» Data provided

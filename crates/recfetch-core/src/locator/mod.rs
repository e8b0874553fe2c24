//! Recording locator: drives the camera's paginated finder protocol.
//!
//! `factory.create` → `findFile` → `findNextFile` (repeated) → `destroy`.
//! The finder is destroyed on every exit path once it has been created.

mod parse;

use std::sync::Arc;
use std::time::Duration;

use crate::recording::{sort_chronologically, RecordingDescriptor, TimeRange};
use crate::session::{CameraSession, HttpError};
use parse::PageHeader;

pub const FINDER_ENDPOINT: &str = "/cgi-bin/mediaFileFind.cgi";

/// Default `count` per `findNextFile` page.
pub const DEFAULT_BATCH_SIZE: u32 = 100;

#[derive(Debug, thiserror::Error)]
pub enum SearchError {
    #[error("search request failed: {0}")]
    Request(#[from] HttpError),
    #[error("camera did not return a finder object id")]
    MissingObjectId,
    #[error("camera rejected the search: {0}")]
    Rejected(String),
    #[error("malformed search reply: {0}")]
    Malformed(String),
}

/// Chronologically ordered video descriptors intersecting the requested range.
/// Finite and consumed once.
#[derive(Debug)]
pub struct Recordings {
    inner: std::vec::IntoIter<RecordingDescriptor>,
}

impl Recordings {
    /// Filter to video segments intersecting `range`, then sort by start.
    pub fn from_unsorted(mut found: Vec<RecordingDescriptor>, range: &TimeRange) -> Self {
        found.retain(|d| d.is_video() && d.intersects(range));
        sort_chronologically(&mut found);
        Self {
            inner: found.into_iter(),
        }
    }
}

impl Iterator for Recordings {
    type Item = RecordingDescriptor;

    fn next(&mut self) -> Option<Self::Item> {
        self.inner.next()
    }

    fn size_hint(&self) -> (usize, Option<usize>) {
        self.inner.size_hint()
    }
}

impl ExactSizeIterator for Recordings {}

/// Search seam used by the pipeline (faked in tests).
pub trait RecordingSearch: Send + Sync {
    fn find(&self, channel: u32, range: &TimeRange) -> Result<Recordings, SearchError>;
}

/// GET of the finder endpoint returning the text body.
pub trait FinderTransport: Send + Sync {
    fn call(&self, params: &[(&str, String)], timeout: Duration) -> Result<String, HttpError>;
}

impl FinderTransport for CameraSession {
    fn call(&self, params: &[(&str, String)], timeout: Duration) -> Result<String, HttpError> {
        self.get_text(FINDER_ENDPOINT, params, timeout)
    }
}

pub struct RecordingLocator<T = CameraSession> {
    transport: Arc<T>,
    batch_size: u32,
    request_timeout: Duration,
    search_timeout: Duration,
}

impl RecordingLocator<CameraSession> {
    pub fn new(session: Arc<CameraSession>, batch_size: u32) -> Self {
        let timeouts = *session.timeouts();
        Self {
            transport: session,
            batch_size: batch_size.max(1),
            request_timeout: timeouts.request,
            search_timeout: timeouts.search,
        }
    }
}

impl<T: FinderTransport> RecordingLocator<T> {
    fn create_finder(&self) -> Result<Finder<'_, T>, SearchError> {
        let body = self
            .transport
            .call(&[("action", "factory.create".to_string())], self.request_timeout)?;
        let id = parse::object_id(&body).ok_or(SearchError::MissingObjectId)?;
        tracing::debug!(object = %id, "finder created");
        Ok(Finder {
            transport: &*self.transport,
            id,
            timeout: self.request_timeout,
        })
    }

    fn collect(
        &self,
        finder: &Finder<'_, T>,
        channel: u32,
        range: &TimeRange,
    ) -> Result<Vec<RecordingDescriptor>, SearchError> {
        let (start, end) = range.to_camera_format();
        let reply = self.transport.call(
            &[
                ("action", "findFile".to_string()),
                ("object", finder.id.clone()),
                ("condition.Channel", channel.to_string()),
                ("condition.StartTime", start),
                ("condition.EndTime", end),
            ],
            self.search_timeout,
        )?;
        if !parse::is_ok(&reply) {
            return Err(SearchError::Rejected(reply.trim().to_string()));
        }

        let mut found = Vec::new();
        for page_no in 1.. {
            let page = self.transport.call(
                &[
                    ("action", "findNextFile".to_string()),
                    ("object", finder.id.clone()),
                    ("count", self.batch_size.to_string()),
                ],
                self.search_timeout,
            )?;
            match parse::page_header(&page) {
                PageHeader::Found(0) => break,
                PageHeader::Found(_) => {}
                PageHeader::Missing => {
                    tracing::debug!(page = page_no, "findNextFile reply without found=, ending search");
                    break;
                }
                PageHeader::Invalid => {
                    return Err(SearchError::Malformed(
                        page.lines().next().unwrap_or_default().to_string(),
                    ))
                }
            }
            let batch = parse::records(&page, channel);
            if batch.is_empty() {
                break;
            }
            tracing::debug!(page = page_no, records = batch.len(), "search page");
            found.extend(batch);
        }
        Ok(found)
    }
}

impl<T: FinderTransport> RecordingSearch for RecordingLocator<T> {
    fn find(&self, channel: u32, range: &TimeRange) -> Result<Recordings, SearchError> {
        let finder = self.create_finder()?;
        let found = self.collect(&finder, channel, range)?;
        drop(finder);
        let reported = found.len();
        let recordings = Recordings::from_unsorted(found, range);
        tracing::info!(
            channel,
            reported,
            kept = recordings.len(),
            "search finished"
        );
        Ok(recordings)
    }
}

/// Live finder object; `destroy` is sent when dropped. Its errors are ignored.
struct Finder<'a, T: FinderTransport> {
    transport: &'a T,
    id: String,
    timeout: Duration,
}

impl<T: FinderTransport> Drop for Finder<'_, T> {
    fn drop(&mut self) {
        let params = [
            ("action", "destroy".to_string()),
            ("object", self.id.clone()),
        ];
        if let Err(e) = self.transport.call(&params, self.timeout) {
            tracing::debug!(object = %self.id, error = %e, "finder destroy failed");
        }
    }
}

» Aim of the exercise
What you write must be the entries restated word for word, from the opening line through the one holding "impl Iterator for", with nothing else.

» Answer section
filename crates/recfetch-core/src/locator/mod.rs
repository e8b0874553fe2c24
//! Recording locator: drives the camera's paginated finder protocol.
//!
//! `factory.create` → `findFile` → `findNextFile` (repeated) → `destroy`.
//! The finder is destroyed on every exit path once it has been created.

mod parse;

use std::sync::Arc;
use std::time::Duration;

use crate::recording::{sort_chronologically, RecordingDescriptor, TimeRange};
use crate::session::{CameraSession, HttpError};
use parse::PageHeader;

pub const FINDER_ENDPOINT: &str = "/cgi-bin/mediaFileFind.cgi";

/// Default `count` per `findNextFile` page.
pub const DEFAULT_BATCH_SIZE: u32 = 100;

#[derive(Debug, thiserror::Error)]
pub enum SearchError {
    #[error("search request failed: {0}")]
    Request(#[from] HttpError),
    #[error("camera did not return a finder object id")]
    MissingObjectId,
    #[error("camera rejected the search: {0}")]
    Rejected(String),
    #[error("malformed search reply: {0}")]
    Malformed(String),
}

/// Chronologically ordered video descriptors intersecting the requested range.
/// Finite and consumed once.
#[derive(Debug)]
pub struct Recordings {
    inner: std::vec::IntoIter<RecordingDescriptor>,
}

impl Recordings {
    /// Filter to video segments intersecting `range`, then sort by start.
    pub fn from_unsorted(mut found: Vec<RecordingDescriptor>, range: &TimeRange) -> Self {
        found.retain(|d| d.is_video() && d.intersects(range));
        sort_chronologically(&mut found);
        Self {
            inner: found.into_iter(),
        }
    }
}

impl Iterator for Recordings {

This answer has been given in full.